Su Chang.org sono state lanciate diverse petizioni a sostegno di Christian Greco, direttore del Museo Egizio di Torino, che da giorni è oggetto di attacchi da parte di esponenti della maggioranza del Consiglio Regionale del Piemonte, in particolare dall’assessore al Welfare Maurizio Marrone (FdI) e da Andrea Crippa, vicesegretario della Lega.
Il 19 settembre, 92 egittologi italiani e stranieri hanno sottoscritto una lettera aperta nella quale si manifesta pieno appoggio al lavoro di grande valore scientifico e manageriale fatto finora da Christian Greco e ci si chiede su quali basi esso venga così duramente criticato. Non si può dimenticare che si sta parlando di uno dei musei più importanti d’Italia – il secondo museo egizio al mondo dopo quello de Il Cairo – la cui immagine e il cui ruolo sono riconosciuti e apprezzati a livello internazionale, contribuendo a dare lustro all’Italia e alla città di Torino.
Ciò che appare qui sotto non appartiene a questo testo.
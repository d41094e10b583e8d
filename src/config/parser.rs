//! INI-style configuration file parser.
//!
//! Files look like:
//!
//! ```text
//! # comment
//! [default]
//! region = eu1
//! api_key = 1a2b3c
//! ```
//!
//! Section names are kept exactly as written between the brackets, and
//! anything after the closing bracket is ignored. Option names are
//! lower-cased. Options of a `[DEFAULT]` section are inherited by every
//! other section and `[DEFAULT]` itself is not listed. Values are raw
//! strings, interpretation is left to the loaders.

use std::collections::BTreeMap;
use std::fs;
use std::path::Path;

use crate::config::paths::expand_user;
use crate::error::{CloudGuardError, IniError, Result};

/// Options of one section, by lower-cased name.
pub type Section = BTreeMap<String, String>;

/// Parsed file: section name to its options.
pub type RawConfig = BTreeMap<String, Section>;

/// Section read by the loaders.
pub const DEFAULT_SECTION: &str = "default";

/// Section whose options every other section inherits.
pub const INHERITED_SECTION: &str = "DEFAULT";

const COMMENT_PREFIXES: &[char] = &['#', ';'];
const DELIMITERS: &[char] = &['=', ':'];

/// Read and parse a configuration file.
///
/// A `None` path is a no-op returning an empty mapping. A leading `~` is
/// expanded to the home directory.
///
/// # Errors
///
/// - [`CloudGuardError::Io`] if the file does not exist or cannot be read.
/// - [`CloudGuardError::ConfigParse`] if the file is not UTF-8 or not valid
///   INI syntax.
pub fn parse_raw_config(path: Option<&Path>) -> Result<RawConfig> {
    let Some(path) = path else {
        return Ok(RawConfig::new());
    };

    let bytes = fs::read(expand_user(path)).map_err(|source| CloudGuardError::Io {
        path: path.to_path_buf(),
        source,
    })?;

    let text = String::from_utf8(bytes).map_err(|e| CloudGuardError::ConfigParse {
        path: path.to_path_buf(),
        source: IniError {
            line: None,
            reason: format!("invalid UTF-8: {e}"),
        },
    })?;

    parse_ini(&text).map_err(|source| CloudGuardError::ConfigParse {
        path: path.to_path_buf(),
        source,
    })
}

/// Parse INI text.
///
/// # Errors
///
/// Returns an [`IniError`] naming the offending line for options outside a
/// section, lines without a `=`/`:` delimiter, empty option names, malformed
/// headers, and duplicate sections or options.
pub fn parse_ini(text: &str) -> core::result::Result<RawConfig, IniError> {
    let text = text.strip_prefix('\u{feff}').unwrap_or(text);

    let mut config = RawConfig::new();
    let mut section: Option<String> = None;
    // Last option assigned, target of continuation lines.
    let mut option: Option<String> = None;

    for (idx, line) in text.lines().enumerate() {
        let lineno = idx + 1;
        let trimmed = line.trim();

        if trimmed.is_empty() {
            option = None;
            continue;
        }
        if trimmed.starts_with(COMMENT_PREFIXES) {
            continue;
        }

        if line.starts_with(char::is_whitespace) {
            if let (Some(s), Some(o)) = (&section, &option) {
                if let Some(value) = config.get_mut(s).and_then(|opts| opts.get_mut(o)) {
                    value.push('\n');
                    value.push_str(trimmed);
                    continue;
                }
            }
        }

        if let Some(rest) = trimmed.strip_prefix('[') {
            let name = rest
                .rfind(']')
                .map(|end| &rest[..end])
                .ok_or_else(|| IniError::at(lineno, "unterminated section header"))?;
            if name.is_empty() {
                return Err(IniError::at(lineno, "empty section name"));
            }
            if config.contains_key(name) {
                return Err(IniError::at(
                    lineno,
                    format!("section '{name}' already exists"),
                ));
            }
            config.insert(name.to_string(), Section::new());
            section = Some(name.to_string());
            option = None;
            continue;
        }

        let Some(current) = section.as_ref() else {
            return Err(IniError::at(lineno, "option outside of any section"));
        };

        let pos = trimmed
            .find(DELIMITERS)
            .ok_or_else(|| IniError::at(lineno, "expected `key = value`"))?;
        let key = trimmed[..pos].trim().to_lowercase();
        let value = trimmed[pos + 1..].trim();

        if key.is_empty() {
            return Err(IniError::at(lineno, "empty option name"));
        }

        let options = config.entry(current.clone()).or_default();
        if options.contains_key(&key) {
            return Err(IniError::at(
                lineno,
                format!("option '{key}' in section '{current}' already exists"),
            ));
        }
        options.insert(key.clone(), value.to_string());
        option = Some(key);
    }

    if let Some(inherited) = config.remove(INHERITED_SECTION) {
        for options in config.values_mut() {
            for (key, value) in &inherited {
                options.entry(key.clone()).or_insert_with(|| value.clone());
            }
        }
    }

    Ok(config)
}

/// Parse a file, downgrading an unreadable or missing file to an empty
/// mapping. Parse errors still propagate.
pub(crate) fn read_or_empty(path: Option<&Path>, what: &str) -> Result<RawConfig> {
    match parse_raw_config(path) {
        Err(CloudGuardError::Io { path, source }) => {
            tracing::warn!(path = %path.display(), error = %source, "could not read {}", what);
            Ok(RawConfig::new())
        }
        other => other,
    }
}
“Mi sembra una posizione estremamente miope”, ci dice il Prof. Paolo Branca, docente dell’Università Cattolica del Sacro Cuore di Milano e profondo conoscitore dell’Egitto.
“La passione per l’antico Egitto – continua – è un collante che può essere utilizzato, come avviene, anche nella scuola. Il fascino dei geroglifici e di questa civiltà è già un punto di partenza. Non dimentichiamo che l’Egitto è il Paese dove è cresciuto per sei secoli il primo cristianesimo; il monachesimo è nato lì. I grandi padri della Chiesa sono nati in Egitto, pensiamo a Sant’Agostino. Siamo diventati cristiani dopo che questi maestri del Cristianesimo sono venuti a predicare il Vangelo da noi. Altro esempio: San Zeno, il Santo patrono di Verona, che era egiziano.
E se restiamo in tema di patriottismo, l’essere riusciti in questi anni a far crescere il Museo grazie anche a promozioni come quella tanto criticata da alcuni esponenti della destra italiana dovrebbe essere un vanto.
Mettere sotto accusa tutto il mondo culturale e intellettuale potrebbe essere pericoloso. Da qualche tempo assistiamo ad una sorta di epurazione da parte di un certo ceto politico, una specie di lista di proscrizione con i nomi di figure publiche da rimuovere. È un atteggiamento pericoloso perché privilegia la superficialità della comunicazione mediatica all’approfondimento e al lavoro di ricerca di chi fa cultura sul serio. In questo modo si ridicolizza (non sono amanti della Patria?) l’immagine dell’Italia che ha molti difetti, ma che di cultura è sempre stata maestra”.